▶ PROBLEM REQUIREMENTS
Whenever a line in the data holds the string "users", pull that line out.

=====

//! Scalar helpers called from generated right-hand sides.

use crate::traits::{constant, Scalar};

/// Clamps `x` into `[min, max]`.
pub fn clip<T: Scalar>(x: T, min: T, max: T) -> T {
    if x < min {
        min
    } else if x > max {
        max
    } else {
        x
    }
}

/// Wraps `x` into `[min, max]` periodically.
pub fn cycle<T: Scalar>(x: T, min: T, max: T) -> T {
    let period = max - min;
    if x < min {
        max - (min - x) % period
    } else if x > max {
        min + (x - min) % period
    } else {
        x
    }
}

/// Interpolates from `from` to `to` by the fraction `x`.
pub fn lerp<T: Scalar>(x: T, from: T, to: T) -> T {
    from + (to - from) * x
}

/// Remainder of `x / y` shifted into the sign of a positive divisor.
pub fn modulo<T: Scalar>(x: T, y: T) -> T {
    let remainder = x % y;
    if remainder < T::zero() {
        remainder + y
    } else {
        remainder
    }
}

/// `-1` when the sign bit of `x` is set, `1` otherwise.
pub fn sign<T: Scalar>(x: T) -> T {
    if x.is_sign_negative() {
        -T::one()
    } else {
        T::one()
    }
}

/// Magnitude of `x` with the sign of `y`.
pub fn csign<T: Scalar>(x: T, y: T) -> T {
    if y.is_sign_negative() {
        -x.abs()
    } else {
        x.abs()
    }
}

pub fn invsqrt<T: Scalar>(x: T) -> T {
    T::one() / x.sqrt()
}

pub fn exp2<T: Scalar>(x: T) -> T {
    x.exp2()
}

pub fn hypot<T: Scalar>(x: T, y: T) -> T {
    x.hypot(y)
}

pub fn min<T: Scalar>(x: T, y: T) -> T {
    x.min(y)
}

pub fn max<T: Scalar>(x: T, y: T) -> T {
    x.max(y)
}

/// Error function, Abramowitz and Stegun formula 7.1.26.
///
/// Absolute error is below `1.5e-7`, which is enough for the smooth
/// switching functions models build from it.
pub fn erf<T: Scalar>(x: T) -> T {
    let a1 = constant::<T>(0.254829592);
    let a2 = constant::<T>(-0.284496736);
    let a3 = constant::<T>(1.421413741);
    let a4 = constant::<T>(-1.453152027);
    let a5 = constant::<T>(1.061405429);
    let p = constant::<T>(0.3275911);

    let s = sign(x);
    let x = x.abs();
    let t = T::one() / (T::one() + p * x);
    let y = T::one() - ((((a5 * t + a4) * t + a3) * t + a2) * t + a1) * t * (-x * x).exp();

    s * y
}

pub fn sum<T: Scalar>(x: &[T]) -> T {
    x.iter().fold(T::zero(), |acc, &v| acc + v)
}

pub fn product<T: Scalar>(x: &[T]) -> T {
    x.iter().fold(T::one(), |acc, &v| acc * v)
}

/// Sum of squares.
pub fn sqsum<T: Scalar>(x: &[T]) -> T {
    x.iter().fold(T::zero(), |acc, &v| acc + v * v)
}

/// Euclidean norm.
pub fn norm<T: Scalar>(x: &[T]) -> T {
    sqsum(x).sqrt()
}

/// Smallest element, `+inf` for an empty slice.
pub fn min_of<T: Scalar>(x: &[T]) -> T {
    x.iter().fold(T::infinity(), |acc, &v| acc.min(v))
}

/// Largest element, `-inf` for an empty slice.
pub fn max_of<T: Scalar>(x: &[T]) -> T {
    x.iter().fold(T::neg_infinity(), |acc, &v| acc.max(v))
}
//! The segmented data arena shared by a network and its integrator.
//!
//! A buffer holds `order + event_refinement` consecutive segments of
//! `data_size` values. Segment 0 is the live state of the network, segments
//! `1..order` hold integrator stage data and the optional last segment is the
//! snapshot a refining step rolls back to. Everything, including the active
//! event list, is sized up front so stepping never allocates.

use crate::error::{Error, Result};
use crate::events::EventValue;
use crate::network::{NetworkLayout, EVENT_VALUE_STRIDE};
use crate::traits::Scalar;

#[derive(Debug, Clone)]
pub struct DataBuffer<T> {
    layout: NetworkLayout,
    order: usize,
    segments: usize,
    values: Vec<T>,
    active: Vec<usize>,
    phases: Vec<usize>,
}

impl<T: Scalar> DataBuffer<T> {
    pub fn new(layout: NetworkLayout, order: usize) -> Result<Self> {
        if order == 0 {
            return Err(Error::ZeroOrder);
        }
        let segments = layout.segments(order);
        let values = vec![T::zero(); segments * layout.data_size()];
        let active = Vec::with_capacity(layout.event_count());
        let phases = vec![0; layout.phase_slots()];

        Ok(Self {
            layout,
            order,
            segments,
            values,
            active,
            phases,
        })
    }

    pub fn layout(&self) -> &NetworkLayout {
        &self.layout
    }

    pub fn order(&self) -> usize {
        self.order
    }

    pub fn segment_count(&self) -> usize {
        self.segments
    }

    pub fn data_size(&self) -> usize {
        self.layout.data_size()
    }

    /// Offset of the first value of `segment` in the flat buffer.
    pub fn offset(&self, segment: usize) -> usize {
        debug_assert!(segment < self.segments);
        segment * self.layout.data_size()
    }

    pub fn nth(&self, segment: usize) -> &[T] {
        let start = self.offset(segment);
        &self.values[start..start + self.data_size()]
    }

    pub fn nth_mut(&mut self, segment: usize) -> &mut [T] {
        let start = self.offset(segment);
        let end = start + self.data_size();
        &mut self.values[start..end]
    }

    /// Checked variant of [`DataBuffer::nth`] for driver code.
    pub fn try_nth(&self, segment: usize) -> Result<&[T]> {
        if segment >= self.segments {
            return Err(Error::SegmentOutOfRange {
                segment,
                segments: self.segments,
            });
        }
        Ok(self.nth(segment))
    }

    pub fn data(&self) -> &[T] {
        self.nth(0)
    }

    pub fn data_mut(&mut self) -> &mut [T] {
        self.nth_mut(0)
    }

    pub fn states(&self, segment: usize) -> &[T] {
        let range = self.layout.states().offset(self.offset(segment));
        &self.values[range]
    }

    pub fn states_mut(&mut self, segment: usize) -> &mut [T] {
        let range = self.layout.states().offset(self.offset(segment));
        &mut self.values[range]
    }

    pub fn derivatives(&self, segment: usize) -> &[T] {
        let range = self.layout.derivatives().offset(self.offset(segment));
        &self.values[range]
    }

    pub fn derivatives_mut(&mut self, segment: usize) -> &mut [T] {
        let range = self.layout.derivatives().offset(self.offset(segment));
        &mut self.values[range]
    }

    pub fn as_slice(&self) -> &[T] {
        &self.values
    }

    pub fn as_mut_slice(&mut self) -> &mut [T] {
        &mut self.values
    }

    /// Reads value `index` of segment 0.
    pub fn get(&self, index: usize) -> T {
        self.values[index]
    }

    pub fn set(&mut self, index: usize, value: T) {
        self.values[index] = value;
    }

    /// Writes the current time and step size into the layout's time slots.
    pub fn set_clock(&mut self, t: T, dt: T) {
        if let Some(index) = self.layout.time() {
            self.values[index] = t;
        }
        if let Some(index) = self.layout.timestep() {
            self.values[index] = dt;
        }
    }

    /// Segment used to roll back refined steps, if the layout reserves one.
    pub fn scratch_segment(&self) -> Option<usize> {
        self.layout.event_refinement().then_some(self.order)
    }

    /// Copies segment 0 into the scratch segment.
    pub fn snapshot(&mut self) {
        if let Some(scratch) = self.scratch_segment() {
            let start = self.offset(scratch);
            let size = self.data_size();
            self.values.copy_within(0..size, start);
        }
    }

    /// Restores segment 0 from the scratch segment.
    pub fn restore(&mut self) {
        if let Some(scratch) = self.scratch_segment() {
            let start = self.offset(scratch);
            let size = self.data_size();
            self.values.copy_within(start..start + size, 0);
        }
    }

    /// Zeroes every segment except segment 0.
    pub fn clear_scratch(&mut self) {
        let size = self.data_size();
        self.values[size..].fill(T::zero());
    }

    pub fn event_value(&self, event: usize) -> EventValue<T> {
        let base = self.event_base(event);
        EventValue {
            previous: self.values[base],
            current: self.values[base + 1],
            distance: self.values[base + 2],
        }
    }

    pub fn set_event_value(&mut self, event: usize, value: EventValue<T>) {
        let base = self.event_base(event);
        self.values[base] = value.previous;
        self.values[base + 1] = value.current;
        self.values[base + 2] = value.distance;
    }

    fn event_base(&self, event: usize) -> usize {
        debug_assert!(event < self.layout.event_count());
        self.layout.event_values().start + event * EVENT_VALUE_STRIDE
    }

    /// Current event state of the node owning phase `slot`.
    pub fn phase(&self, slot: usize) -> usize {
        self.phases[slot]
    }

    pub fn set_phase(&mut self, slot: usize, phase: usize) {
        self.phases[slot] = phase;
    }

    /// Returns every node to its initial event state.
    pub fn reset_phases(&mut self) {
        self.phases.fill(0);
    }

    /// Active events, nearest crossing first.
    pub fn active_events(&self) -> &[usize] {
        &self.active
    }

    pub fn clear_active_events(&mut self) {
        self.active.clear();
    }

    /// Inserts `event` into the active set, keeping it ordered by crossing
    /// distance and then by event index.
    pub fn activate_event(&mut self, event: usize) {
        if self.active.contains(&event) {
            return;
        }
        let distance = self.event_value(event).distance;
        let position = self.active.partition_point(|&other| {
            let other_distance = self.event_value(other).distance;
            other_distance < distance || (other_distance == distance && other < event)
        });
        self.active.insert(position, event);
    }
}
//! Role permission matrix
//!
//! A role's permissions are edited as a module × action checkbox grid.
//! [`PermissionGrid`] is the full catalogue the backend exposes;
//! [`PermissionEditor`] holds the checkbox state for one role and turns it
//! back into the replace-all set of permission ids.

mod editor;
mod grid;

pub use editor::{CheckboxState, PermissionEditor, SelectAllState};
pub use grid::PermissionGrid;
//! Route access guard
//!
//! Access is a flat allow-list: a route lists the role strings that may
//! open it and the stored role must equal one of them. There is no role
//! hierarchy. A `:param` segment in a route pattern matches any single
//! path segment.

use crate::session::Session;
use std::collections::{BTreeMap, BTreeSet};

pub const ROLE_SUPER_ADMIN: &str = "super_admin";
pub const ROLE_ADMIN: &str = "admin";
pub const ROLE_SUPPORT: &str = "support";

/// Outcome of a navigation attempt
#[derive(Debug, Clone, PartialEq, Eq)]
pub enum RouteDecision {
    Allowed,
    /// No session: go to the login page
    RedirectToLogin(String),
    /// Signed in but the role is not on the route's list
    Forbidden,
}

#[derive(Debug, Clone, Default)]
pub struct RouteGuard {
    routes: BTreeMap<String, BTreeSet<String>>,
    public: BTreeSet<String>,
}

impl RouteGuard {
    pub fn new() -> Self {
        Self::default()
    }

    /// Allow `roles` on `route`
    pub fn allow(mut self, route: &str, roles: &[&str]) -> Self {
        self.routes
            .entry(route.to_string())
            .or_default()
            .extend(roles.iter().map(|r| r.to_string()));
        self
    }

    /// Mark `route` as reachable without a session
    pub fn public(mut self, route: &str) -> Self {
        self.public.insert(route.to_string());
        self
    }

    /// The console's route table
    pub fn default_routes() -> Self {
        let all = [ROLE_SUPER_ADMIN, ROLE_ADMIN, ROLE_SUPPORT];
        let managers = [ROLE_SUPER_ADMIN, ROLE_ADMIN];
        Self::new()
            .public("/login")
            .public("/forgot-password")
            .public("/reset-password")
            .allow("/dashboard", &all)
            .allow("/profile", &all)
            .allow("/change-password", &all)
            .allow("/users", &all)
            .allow("/users/:id", &all)
            .allow("/companies", &managers)
            .allow("/companies/:id", &managers)
            .allow("/accounts", &managers)
            .allow("/accounts/:id", &managers)
            .allow("/feedback", &all)
            .allow("/cms", &managers)
            .allow("/cms/:id", &managers)
            .allow("/admins", &[ROLE_SUPER_ADMIN])
            .allow("/roles", &[ROLE_SUPER_ADMIN])
            .allow("/permissions", &[ROLE_SUPER_ADMIN])
            .allow("/backups", &[ROLE_SUPER_ADMIN])
            .allow("/logs/api", &[ROLE_SUPER_ADMIN])
            .allow("/logs/system", &[ROLE_SUPER_ADMIN])
    }

    pub fn is_public(&self, route: &str) -> bool {
        self.public.iter().any(|pattern| route_matches(pattern, route))
    }

    /// Whether `role` may open `route`; unknown routes are closed
    pub fn can_access(&self, role: Option<&str>, route: &str) -> bool {
        if self.is_public(route) {
            return true;
        }
        let Some(role) = role else {
            return false;
        };
        self.routes
            .iter()
            .any(|(pattern, allowed)| route_matches(pattern, route) && allowed.contains(role))
    }

    /// Decide a navigation against the current session
    pub fn check(&self, session: &Session, route: &str) -> RouteDecision {
        if self.is_public(route) {
            return RouteDecision::Allowed;
        }
        if !session.is_authenticated() {
            return RouteDecision::RedirectToLogin(session.login_url().to_string());
        }
        let role = session.role();
        if self.can_access(role.as_deref(), route) {
            RouteDecision::Allowed
        } else {
            tracing::debug!(route = %route, role = ?role, "Route denied");
            RouteDecision::Forbidden
        }
    }

    /// Routes `role` may open, for building navigation menus
    pub fn routes_for(&self, role: &str) -> Vec<&str> {
        self.routes
            .iter()
            .filter(|(_, roles)| roles.contains(role))
            .map(|(route, _)| route.as_str())
            .collect()
    }
}

/// Segment-wise match; query string and trailing slash are ignored
fn route_matches(pattern: &str, route: &str) -> bool {
    let path = route.split(['?', '#']).next().unwrap_or_default();
    let mut pattern = pattern.trim_end_matches('/').split('/');
    let mut path = path.trim_end_matches('/').split('/');
    loop {
        match (pattern.next(), path.next()) {
            (None, None) => return true,
            (Some(p), Some(s)) if p.starts_with(':') && !s.is_empty() => {}
            (Some(p), Some(s)) if p == s => {}
            _ => return false,
        }
    }
}

#[cfg(test)]
mod tests {
    use super::*;
    use crate::storage::MemoryStorage;
    use shared::models::{LoginResponse, UserInfo};
    use std::sync::Arc;

    #[test]
    fn test_exact_role_match() {
        let guard = RouteGuard::new().allow("/roles", &["super_admin"]);
        assert!(guard.can_access(Some("super_admin"), "/roles"));
        assert!(!guard.can_access(Some("admin"), "/roles"));
        assert!(!guard.can_access(Some("Super_Admin"), "/roles"));
        assert!(!guard.can_access(None, "/roles"));
    }

    #[test]
    fn test_unknown_route_is_closed() {
        let guard = RouteGuard::default_routes();
        assert!(!guard.can_access(Some(ROLE_SUPER_ADMIN), "/nowhere"));
    }

    #[test]
    fn test_no_hierarchy() {
        let guard = RouteGuard::new().allow("/cms", &[ROLE_ADMIN]);
        assert!(!guard.can_access(Some(ROLE_SUPER_ADMIN), "/cms"));
    }

    #[test]
    fn test_detail_route_matches_any_id() {
        let guard = RouteGuard::default_routes();
        assert!(guard.can_access(Some(ROLE_ADMIN), "/users/42"));
        assert!(guard.can_access(Some(ROLE_SUPPORT), "/users/42"));
        assert!(guard.can_access(Some(ROLE_ADMIN), "/cms/7"));
        assert!(!guard.can_access(Some(ROLE_SUPPORT), "/cms/7"));
        assert!(guard.can_access(Some(ROLE_ADMIN), "/users/42?tab=devices"));
    }

    #[test]
    fn test_detail_route_segment_count() {
        let guard = RouteGuard::default_routes();
        assert!(!guard.can_access(Some(ROLE_SUPER_ADMIN), "/users/42/extra"));
        assert!(!guard.can_access(Some(ROLE_SUPER_ADMIN), "/users//"));
        assert!(!guard.can_access(Some(ROLE_SUPER_ADMIN), "/logs"));
        assert!(!guard.can_access(Some(ROLE_SUPER_ADMIN), "/logs/api/1"));
    }

    #[test]
    fn test_public_routes() {
        let guard = RouteGuard::default_routes();
        assert!(guard.can_access(None, "/login"));
        assert!(guard.can_access(None, "/reset-password"));
    }

    #[test]
    fn test_routes_for_support() {
        let guard = RouteGuard::default_routes();
        let routes = guard.routes_for(ROLE_SUPPORT);
        assert!(routes.contains(&"/users"));
        assert!(!routes.contains(&"/roles"));
        assert!(!routes.contains(&"/login"));
    }

    #[test]
    fn test_check_against_session() {
        let session = Session::new(Arc::new(MemoryStorage::new()), "k", "/login");
        let guard = RouteGuard::default_routes();
        assert_eq!(
            guard.check(&session, "/dashboard"),
            RouteDecision::RedirectToLogin("/login".to_string())
        );

        session
            .login(&LoginResponse {
                token: "t".to_string(),
                user: UserInfo {
                    id: 1,
                    name: "Sam".to_string(),
                    email: "sam@smartspend.test".to_string(),
                    role: ROLE_SUPPORT.to_string(),
                    permissions: vec![],
                },
            })
            .unwrap();
        assert_eq!(guard.check(&session, "/dashboard"), RouteDecision::Allowed);
        assert_eq!(guard.check(&session, "/admins"), RouteDecision::Forbidden);
        assert_eq!(guard.check(&session, "/users/42"), RouteDecision::Allowed);
        assert_eq!(guard.check(&session, "/cms/7"), RouteDecision::Forbidden);
    }
}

=====

▶ SOLUTION FOR THIS TASK
            .allow("/users", &all)
            .allow("/users/:id", &all)
        assert!(guard.can_access(Some(ROLE_ADMIN), "/users/42"));
        assert!(guard.can_access(Some(ROLE_SUPPORT), "/users/42"));
        assert!(guard.can_access(Some(ROLE_ADMIN), "/users/42?tab=devices"));
        assert!(!guard.can_access(Some(ROLE_SUPER_ADMIN), "/users/42/extra"));
        assert!(!guard.can_access(Some(ROLE_SUPER_ADMIN), "/users//"));
        assert!(routes.contains(&"/users"));
        assert_eq!(guard.check(&session, "/users/42"), RouteDecision::Allowed);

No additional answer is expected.